Silly man, we say. A house is only worth what someone is prepared to pay for it. It's not worth £125,000 just because you say it is.

Well, exactly the same principle applies to stocks and shares. They are worth what people are prepared to pay for them. And just like people are willing to pay less for a house in a housing slump, so too are people willing to pay less for stocks and shares in a recession.

A Bit More Complicated Explanation

Suppose I start a business manufacturing widgets. I invest £1000 to build a factory and to buy all the raw materials I need to manufacture widgets. Some people might say that my business is now worth £1000, because I can sell my factory and raw materials for £1000. Some people might say that my business is now worth £900 because my used kit won't command full price on the second-hand market.

Now suppose I have a reputation for being the very best widget maker in the world and I've just left United World Conglomerates to go out on my own as a specialised widget maker. My mythical economy is growing at 4% and the widget market is growing at 8%. But people think that because of my know-how and reputation, I can grow PamBG's Widgets at a rate of 20% per year and they think that I can do this easily for the next 5 years (I'm going to grab a lot of customers away from UWC.) They might then decide that my business is now worth £2239.49 (£900 compounded by a simple 20% for 5 years).

'Wow!' I say. 'I thought my business was only worth £900 but it seems that everyone out there thinks that it's actually worth more than twice that amount! They think it's worth £2239.49! Fantastic!'

You can see where I'm going, I think. Suppose the economy suddenly slows from a 4% growth rate to a 1% growth rate. But people only want to buy widgets when the economy looks good. Suddenly, instead of the demand for widgets growing at 8%, it's now growing at 1% - same as the economy.

'Woah! Hold on!' People say. 'PamBG's Widgets is the best around but when we thought her business was going to grow at 20% a year, we thought the widget market was growing at 8% a year! Now we think PamBG's Widgets is only going to grow at 2.5% per year, so actually we now think the business is really worth £1018.27 (£900 compounded by a simple 2.5% for 5 years) and that's all we're prepared to pay for it.'

So, did I lose over £1000? No, I never had it in the first place. No one has 'taken' that money from me and no one has 'stolen' it from me. No one now has £1000 in cash to go out and spend that I used to have.
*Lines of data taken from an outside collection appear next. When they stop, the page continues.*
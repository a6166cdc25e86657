//! Projects handlers

use axum::Json;
use axum::extract::{Path, Query, State};
use axum::response::IntoResponse;
use serde_json::json;

use super::content_to_api;
use crate::infra::http::api::error::ApiError;
use crate::infra::http::api::middleware::AdminSession;
use crate::infra::http::api::models::{
    ProjectCreateRequest, ProjectListQuery, ProjectUpdateRequest,
};
use crate::infra::http::api::state::ApiState;

pub async fn list_projects(
    State(state): State<ApiState>,
    Query(query): Query<ProjectListQuery>,
) -> Result<impl IntoResponse, ApiError> {
    let category_id = query.category_id.as_deref().filter(|id| !id.is_empty());
    let projects = state
        .projects
        .list(category_id)
        .await
        .map_err(content_to_api)?;
    Ok(Json(json!({ "projects": projects })))
}

pub async fn get_project(
    State(state): State<ApiState>,
    Path(id): Path<String>,
) -> Result<impl IntoResponse, ApiError> {
    let project = state.projects.get(&id).await.map_err(content_to_api)?;
    Ok(Json(json!({ "project": project })))
}

pub async fn create_project(
    State(state): State<ApiState>,
    AdminSession(principal): AdminSession,
    Json(payload): Json<ProjectCreateRequest>,
) -> Result<impl IntoResponse, ApiError> {
    let project = state
        .projects
        .create(principal.actor_label(), payload.into())
        .await
        .map_err(content_to_api)?;
    Ok(Json(json!({ "project": project })))
}

pub async fn update_project(
    State(state): State<ApiState>,
    AdminSession(_principal): AdminSession,
    Path(id): Path<String>,
    Json(payload): Json<ProjectUpdateRequest>,
) -> Result<impl IntoResponse, ApiError> {
    let project = state
        .projects
        .update(&id, payload.into())
        .await
        .map_err(content_to_api)?;
    Ok(Json(json!({ "project": project })))
}

pub async fn delete_project(
    State(state): State<ApiState>,
    AdminSession(_principal): AdminSession,
    Path(id): Path<String>,
) -> Result<impl IntoResponse, ApiError> {
    state.projects.delete(&id).await.map_err(content_to_api)?;
    Ok(Json(json!({ "success": true })))
}
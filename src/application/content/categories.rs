use std::sync::Arc;

use time::OffsetDateTime;
use tracing::info;
use uuid::Uuid;

use crate::application::repos::RecordStore;
use crate::domain::entities::CategoryRecord;

use super::{Collection, ContentError, TARGET, required};

const DEFAULT_ICON: &str = "Folder";

#[derive(Debug, Clone, Default)]
pub struct CreateCategoryCommand {
    pub name: String,
    pub description: Option<String>,
    pub icon: Option<String>,
}

#[derive(Debug, Clone, Default)]
pub struct UpdateCategoryCommand {
    pub name: Option<String>,
    pub description: Option<String>,
    pub icon: Option<String>,
}

#[derive(Clone)]
pub struct CategoryService {
    records: Collection<CategoryRecord>,
}

impl CategoryService {
    pub fn new(store: Arc<dyn RecordStore>) -> Self {
        Self {
            records: Collection::new(store),
        }
    }

    pub async fn list(&self) -> Result<Vec<CategoryRecord>, ContentError> {
        Ok(self.records.list().await?)
    }

    pub async fn get(&self, id: &str) -> Result<CategoryRecord, ContentError> {
        self.records.load(id).await
    }

    pub async fn create(
        &self,
        actor: &str,
        command: CreateCategoryCommand,
    ) -> Result<CategoryRecord, ContentError> {
        let name = required(&command.name, "name is required")?;
        let record = CategoryRecord {
            id: format!("cat-{}", Uuid::new_v4()),
            name,
            description: command.description.unwrap_or_default(),
            icon: super::non_blank(command.icon).unwrap_or_else(|| DEFAULT_ICON.to_string()),
            created_at: OffsetDateTime::now_utc(),
            created_by: actor.to_string(),
            updated_at: None,
        };
        self.records.put(&record).await?;
        info!(target = TARGET, id = %record.id, actor, "Category created");
        Ok(record)
    }

    pub async fn update(
        &self,
        id: &str,
        command: UpdateCategoryCommand,
    ) -> Result<CategoryRecord, ContentError> {
        let mut record = self.records.load(id).await?;
        if let Some(name) = command.name {
            record.name = required(&name, "name is required")?;
        }
        if let Some(description) = command.description {
            record.description = description;
        }
        if let Some(icon) = command.icon {
            record.icon = icon;
        }
        record.updated_at = Some(OffsetDateTime::now_utc());
        self.records.put(&record).await?;
        Ok(record)
    }

    pub async fn delete(&self, id: &str) -> Result<(), ContentError> {
        self.records.remove(id).await?;
        Ok(())
    }
}
//! Image upload handlers

use axum::Json;
use axum::extract::State;
use axum::response::IntoResponse;
use serde_json::json;

use super::image_to_api;
use crate::infra::http::api::error::ApiError;
use crate::infra::http::api::middleware::AdminSession;
use crate::infra::http::api::models::{DeleteImageRequest, UploadImageRequest};
use crate::infra::http::api::state::ApiState;

pub async fn upload_image(
    State(state): State<ApiState>,
    AdminSession(_principal): AdminSession,
    Json(payload): Json<UploadImageRequest>,
) -> Result<impl IntoResponse, ApiError> {
    let (Some(image), Some(filename)) = (
        payload.image.filter(|image| !image.is_empty()),
        payload.filename.filter(|name| !name.is_empty()),
    ) else {
        return Err(ApiError::bad_request("Image data and filename required", None));
    };

    let url = state
        .images
        .store_base64(&filename, &image)
        .await
        .map_err(image_to_api)?;
    Ok(Json(json!({ "url": url })))
}

pub async fn delete_image(
    State(state): State<ApiState>,
    AdminSession(_principal): AdminSession,
    Json(payload): Json<DeleteImageRequest>,
) -> Result<impl IntoResponse, ApiError> {
    if payload.url.trim().is_empty() {
        return Err(ApiError::bad_request("Invalid URL", None));
    }
    state
        .images
        .delete_by_url(&payload.url)
        .await
        .map_err(image_to_api)?;
    Ok(Json(json!({ "success": true })))
}
use std::sync::Arc;

use metrics::counter;
use serde::Serialize;
use serde_json::Value;
use thiserror::Error;
use time::OffsetDateTime;
use tracing::{debug, info, warn};

use crate::application::auth::AdminPrincipal;
use crate::application::repos::{RepoError, SettingsRow, SettingsStore};
use crate::domain::site_config::{Document, SETTINGS_ROW_KEY, document_from_value};

const METRIC_SETTINGS_FETCH_TOTAL: &str = "vitrine_settings_fetch_total";
const TARGET: &str = "vitrine::settings::adapter";

/// Persisted override document with its audit columns.
#[derive(Debug, Clone, PartialEq)]
pub struct StoredSettings {
    pub document: Document,
    pub updated_at: OffsetDateTime,
    pub updated_by: Option<String>,
}

/// Result of reading the override document.
///
/// Only `Found` carries data; the other variants all degrade to the defaults.
#[derive(Debug, Clone, PartialEq)]
pub enum FetchOutcome {
    Found(StoredSettings),
    /// The row does not exist yet. Expected before the first save.
    NotYetConfigured,
    /// The settings table itself is missing.
    StoreUnavailable,
    /// Any other store failure.
    Transient(String),
}

impl FetchOutcome {
    pub fn label(&self) -> &'static str {
        match self {
            FetchOutcome::Found(_) => "found",
            FetchOutcome::NotYetConfigured => "not_configured",
            FetchOutcome::StoreUnavailable => "store_unavailable",
            FetchOutcome::Transient(_) => "transient",
        }
    }

    pub fn report(&self) -> SettingsFetchReport {
        let (settings, store_unavailable, error) = match self {
            FetchOutcome::Found(stored) => (Some(stored.document.clone()), false, None),
            FetchOutcome::NotYetConfigured => (None, false, None),
            FetchOutcome::StoreUnavailable => (None, true, None),
            FetchOutcome::Transient(message) => (None, false, Some(message.clone())),
        };
        SettingsFetchReport {
            success: true,
            settings,
            store_unavailable,
            error,
        }
    }
}

/// Wire shape of a fetch: reads never report `success = false`.
#[derive(Debug, Clone, Serialize)]
#[serde(rename_all = "camelCase")]
pub struct SettingsFetchReport {
    pub success: bool,
    pub settings: Option<Document>,
    pub store_unavailable: bool,
    #[serde(skip_serializing_if = "Option::is_none")]
    pub error: Option<String>,
}

#[derive(Debug, Clone, Error, PartialEq, Eq)]
pub enum SaveError {
    #[error("Not authenticated")]
    Unauthorized,
    #[error("Database table not found. Please run database setup first.")]
    StoreUnavailable,
    #[error("{0}")]
    Transient(String),
}

impl From<RepoError> for SaveError {
    fn from(err: RepoError) -> Self {
        match err {
            RepoError::StoreUnavailable { .. } => SaveError::StoreUnavailable,
            other => SaveError::Transient(other.to_string()),
        }
    }
}

/// Wire shape of a save.
#[derive(Debug, Clone, Serialize)]
#[serde(rename_all = "camelCase")]
pub struct SettingsSaveReport {
    pub success: bool,
    #[serde(skip_serializing_if = "Option::is_none")]
    pub settings: Option<Document>,
    #[serde(skip_serializing_if = "std::ops::Not::not")]
    pub store_unavailable: bool,
    #[serde(skip_serializing_if = "Option::is_none")]
    pub error: Option<String>,
}

impl SettingsSaveReport {
    pub fn saved(stored: &StoredSettings) -> Self {
        Self {
            success: true,
            settings: Some(stored.document.clone()),
            store_unavailable: false,
            error: None,
        }
    }

    pub fn failed(error: &SaveError) -> Self {
        Self {
            success: false,
            settings: None,
            store_unavailable: matches!(error, SaveError::StoreUnavailable),
            error: Some(error.to_string()),
        }
    }
}

/// Reads and writes the override document under a fixed row key.
pub struct SettingsAdapter {
    store: Arc<dyn SettingsStore>,
    key: String,
}

impl SettingsAdapter {
    pub fn new(store: Arc<dyn SettingsStore>) -> Self {
        Self {
            store,
            key: SETTINGS_ROW_KEY.to_string(),
        }
    }

    pub async fn fetch(&self) -> FetchOutcome {
        let outcome = match self.store.fetch_row(&self.key).await {
            Ok(Some(row)) => match document_from_value(row.settings) {
                Some(document) => FetchOutcome::Found(StoredSettings {
                    document,
                    updated_at: row.updated_at,
                    updated_by: row.updated_by,
                }),
                None => FetchOutcome::Transient("stored settings are not a JSON object".into()),
            },
            Ok(None) => FetchOutcome::NotYetConfigured,
            Err(RepoError::StoreUnavailable { table }) => {
                debug!(target = TARGET, table = %table, "Settings table missing");
                FetchOutcome::StoreUnavailable
            }
            Err(err) => FetchOutcome::Transient(err.to_string()),
        };

        if let FetchOutcome::Transient(message) = &outcome {
            warn!(target = TARGET, error = %message, "Settings fetch failed; defaults apply");
        }
        counter!(METRIC_SETTINGS_FETCH_TOTAL, "outcome" => outcome.label()).increment(1);

        outcome
    }

    /// Persist `document` as the whole override.
    ///
    /// Without a principal nothing touches the store. Otherwise the row is
    /// checked for existence first and then inserted or updated.
    pub async fn save(
        &self,
        principal: Option<&AdminPrincipal>,
        document: Document,
    ) -> Result<StoredSettings, SaveError> {
        let principal = principal.ok_or(SaveError::Unauthorized)?;

        let row = SettingsRow {
            key: self.key.clone(),
            settings: Value::Object(document.clone()),
            updated_at: OffsetDateTime::now_utc(),
            updated_by: Some(principal.actor_label().to_string()),
        };

        let exists = self.store.row_exists(&self.key).await?;
        if exists {
            self.store.update_row(&row).await?;
        } else {
            self.store.insert_row(&row).await?;
        }

        info!(
            target = TARGET,
            actor = principal.actor_label(),
            created = !exists,
            "Settings saved"
        );

        Ok(StoredSettings {
            document,
            updated_at: row.updated_at,
            updated_by: row.updated_by,
        })
    }
}

#[cfg(test)]
mod tests {
    use async_trait::async_trait;
    use serde_json::json;

    use super::*;
    use crate::infra::memory::MemoryStore;

    struct BrokenStore;

    #[async_trait]
    impl SettingsStore for BrokenStore {
        async fn fetch_row(&self, _key: &str) -> Result<Option<SettingsRow>, RepoError> {
            Err(RepoError::from_persistence("connection reset"))
        }

        async fn row_exists(&self, _key: &str) -> Result<bool, RepoError> {
            Err(RepoError::Timeout)
        }

        async fn insert_row(&self, _row: &SettingsRow) -> Result<(), RepoError> {
            Err(RepoError::Timeout)
        }

        async fn update_row(&self, _row: &SettingsRow) -> Result<(), RepoError> {
            Err(RepoError::Timeout)
        }
    }

    fn admin() -> AdminPrincipal {
        AdminPrincipal {
            user_id: "user-1".into(),
            email: Some("admin@example.com".into()),
            name: None,
        }
    }

    fn doc(value: Value) -> Document {
        document_from_value(value).expect("object")
    }

    #[tokio::test]
    async fn missing_row_is_not_an_error() {
        let adapter = SettingsAdapter::new(Arc::new(MemoryStore::new()));
        let outcome = adapter.fetch().await;

        assert_eq!(outcome, FetchOutcome::NotYetConfigured);
        let report = outcome.report();
        assert!(report.success);
        assert!(report.settings.is_none());
        assert!(!report.store_unavailable);
        assert!(report.error.is_none());
    }

    #[tokio::test]
    async fn missing_table_degrades_silently() {
        let adapter = SettingsAdapter::new(Arc::new(MemoryStore::without_settings_table()));
        let report = adapter.fetch().await.report();

        assert!(report.success);
        assert!(report.store_unavailable);
        assert!(report.error.is_none());
    }

    #[tokio::test]
    async fn other_errors_are_informational() {
        let adapter = SettingsAdapter::new(Arc::new(BrokenStore));
        let outcome = adapter.fetch().await;

        assert!(matches!(&outcome, FetchOutcome::Transient(msg) if msg.contains("connection reset")));
        assert!(outcome.report().success);
    }

    #[tokio::test]
    async fn non_object_rows_are_transient() {
        let store = Arc::new(MemoryStore::new());
        store.put_settings_row(SettingsRow {
            key: SETTINGS_ROW_KEY.into(),
            settings: json!(["not", "an", "object"]),
            updated_at: OffsetDateTime::now_utc(),
            updated_by: None,
        });
        let adapter = SettingsAdapter::new(store);

        assert!(matches!(adapter.fetch().await, FetchOutcome::Transient(_)));
    }

    #[tokio::test]
    async fn save_without_principal_touches_nothing() {
        let store = Arc::new(MemoryStore::new());
        let adapter = SettingsAdapter::new(store.clone());

        let err = adapter
            .save(None, doc(json!({"company": {"name": "X"}})))
            .await
            .expect_err("unauthorized");

        assert_eq!(err, SaveError::Unauthorized);
        assert_eq!(err.to_string(), "Not authenticated");
        assert_eq!(store.settings_operations(), 0);
    }

    #[tokio::test]
    async fn save_inserts_then_updates_with_audit_columns() {
        let store = Arc::new(MemoryStore::new());
        let adapter = SettingsAdapter::new(store.clone());
        let principal = admin();

        adapter
            .save(Some(&principal), doc(json!({"contact": {"phone": "1"}})))
            .await
            .expect("first save inserts");
        let saved = adapter
            .save(Some(&principal), doc(json!({"contact": {"phone": "2"}})))
            .await
            .expect("second save updates");

        assert_eq!(saved.updated_by.as_deref(), Some("user-1"));
        match adapter.fetch().await {
            FetchOutcome::Found(stored) => {
                assert_eq!(stored.document["contact"]["phone"], "2");
                assert_eq!(stored.updated_by.as_deref(), Some("user-1"));
            }
            other => panic!("unexpected outcome: {other:?}"),
        }
    }

    #[tokio::test]
    async fn save_against_missing_table_reports_setup_hint() {
        let adapter = SettingsAdapter::new(Arc::new(MemoryStore::without_settings_table()));
        let err = adapter
            .save(Some(&admin()), Document::new())
            .await
            .expect_err("table missing");

        assert_eq!(err, SaveError::StoreUnavailable);
        let report = SettingsSaveReport::failed(&err);
        assert!(!report.success);
        assert!(report.store_unavailable);
        assert_eq!(
            report.error.as_deref(),
            Some("Database table not found. Please run database setup first.")
        );
    }

    #[tokio::test]
    async fn save_surfaces_transient_errors() {
        let adapter = SettingsAdapter::new(Arc::new(BrokenStore));
        let err = adapter
            .save(Some(&admin()), Document::new())
            .await
            .expect_err("broken store");

        assert_eq!(err, SaveError::Transient("database timeout".into()));
    }
}
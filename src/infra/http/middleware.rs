use std::time::Instant;

use axum::{
    body::Body,
    extract::MatchedPath,
    http::{HeaderValue, Request, StatusCode},
    middleware::Next,
    response::Response,
};
use tracing::{Instrument, Level, debug, error, info_span, warn};
use uuid::Uuid;

use crate::application::error::ErrorReport;

const REQUEST_ID_HEADER: &str = "x-request-id";
const TARGET: &str = "vitrine::http::response";
const MAX_INBOUND_REQUEST_ID_LEN: usize = 64;

#[derive(Debug, Clone)]
pub struct RequestContext {
    pub request_id: String,
}

impl RequestContext {
    /// Reuse a caller-supplied request id when it is short and printable,
    /// otherwise mint a fresh one.
    fn from_request(request: &Request<Body>) -> Self {
        let inbound = request
            .headers()
            .get(REQUEST_ID_HEADER)
            .and_then(|value| value.to_str().ok())
            .map(str::trim)
            .filter(|id| {
                !id.is_empty()
                    && id.len() <= MAX_INBOUND_REQUEST_ID_LEN
                    && id
                        .chars()
                        .all(|c| c.is_ascii_alphanumeric() || matches!(c, '-' | '_' | '.'))
            });

        Self {
            request_id: inbound
                .map(str::to_string)
                .unwrap_or_else(|| Uuid::new_v4().to_string()),
        }
    }
}

pub async fn set_request_context(mut request: Request<Body>, next: Next) -> Response {
    let ctx = RequestContext::from_request(&request);
    let span = info_span!(
        "request",
        request_id = %ctx.request_id,
        method = %request.method(),
    );
    request.extensions_mut().insert(ctx.clone());

    let mut response = next.run(request).instrument(span).await;
    if let Ok(value) = HeaderValue::from_str(&ctx.request_id) {
        response.headers_mut().insert(REQUEST_ID_HEADER, value);
    }
    response
}

pub async fn log_responses(request: Request<Body>, next: Next) -> Response {
    let method = request.method().clone();
    let path = request.uri().path().to_string();
    // Route templates keep record ids out of the log key.
    let route = request
        .extensions()
        .get::<MatchedPath>()
        .map(|matched| matched.as_str().to_string())
        .unwrap_or_else(|| path.clone());
    let request_id = request
        .extensions()
        .get::<RequestContext>()
        .map(|ctx| ctx.request_id.clone())
        .unwrap_or_default();
    let start = Instant::now();

    let mut response = next.run(request).await;
    let status = response.status();
    let elapsed_ms = start.elapsed().as_millis();

    let Some(level) = failure_level(status) else {
        debug!(
            target = TARGET,
            status = status.as_u16(),
            method = %method,
            route = %route,
            elapsed_ms,
            "request completed"
        );
        return response;
    };

    let (source, chain) = match response.extensions_mut().remove::<ErrorReport>() {
        Some(report) => (report.source, report.messages),
        None => ("unknown", Vec::new()),
    };
    let detail = chain.first().map(String::as_str).unwrap_or("no diagnostic available");

    if level == Level::ERROR {
        error!(
            target = TARGET,
            status = status.as_u16(),
            method = %method,
            route = %route,
            path = %path,
            elapsed_ms,
            source,
            detail,
            chain = ?chain,
            request_id = %request_id,
            "request failed"
        );
    } else {
        warn!(
            target = TARGET,
            status = status.as_u16(),
            method = %method,
            route = %route,
            path = %path,
            elapsed_ms,
            source,
            detail,
            chain = ?chain,
            request_id = %request_id,
            "client request error"
        );
    }

    response
}

fn failure_level(status: StatusCode) -> Option<Level> {
    if status.is_server_error() {
        Some(Level::ERROR)
    } else if status.is_client_error() {
        Some(Level::WARN)
    } else {
        None
    }
}

#[cfg(test)]
mod tests {
    use super::*;

    fn request_with_id(id: Option<&str>) -> Request<Body> {
        let mut builder = Request::builder().uri("/api/settings");
        if let Some(id) = id {
            builder = builder.header(REQUEST_ID_HEADER, id);
        }
        builder.body(Body::empty()).expect("request")
    }

    #[test]
    fn inbound_request_id_is_reused_when_well_formed() {
        let ctx = RequestContext::from_request(&request_with_id(Some("edge-42.a_b")));
        assert_eq!(ctx.request_id, "edge-42.a_b");
    }

    #[test]
    fn malformed_or_missing_request_id_is_replaced() {
        let long = "x".repeat(MAX_INBOUND_REQUEST_ID_LEN + 1);
        for id in [None, Some(""), Some("has space"), Some(long.as_str())] {
            let ctx = RequestContext::from_request(&request_with_id(id));
            assert!(Uuid::parse_str(&ctx.request_id).is_ok(), "{id:?}");
        }
    }

    #[test]
    fn only_error_statuses_are_escalated() {
        assert_eq!(failure_level(StatusCode::OK), None);
        assert_eq!(failure_level(StatusCode::NOT_FOUND), Some(Level::WARN));
        assert_eq!(failure_level(StatusCode::BAD_GATEWAY), Some(Level::ERROR));
    }
}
That money never existed.  In the same way that the chap who thought his house was worth an 'extra' £25,000 never had that money in his hand to spend.


Anonymous said...

Have some people actually been saying that someone has 'stolen' their money?

PamBG said...

Yeah. 'Where did it go and who is benefitting from it?'

Unknown said...

Yes, but......
What if I invested $1000 cash in a mutual fund and they invested in a stock, and so forth, such that now my original $1000 is $800? That is the risk, my risk, but it is my money that is gone. Sure, my house and my widgets are only worth what you will pay for them. But if I paid $10000 (where do I find this mythical house for $10000) and you only pay me $8000, then I lost $2000 cash. So, who has my money?

PamBG said...

Judy, absolutely your money is gone.

I'm hearing people saying something akin to the idea that the stock-market crash was arranged by financial insiders in order to take people's money away from them. I'm saying that markets don't work that way.

I do have a lot of issues about what's been happening with credit. And, funnily enough, that was my second post back when I started this blog: Debt, debt and more debt That was back in the days when 'Everything was fine'.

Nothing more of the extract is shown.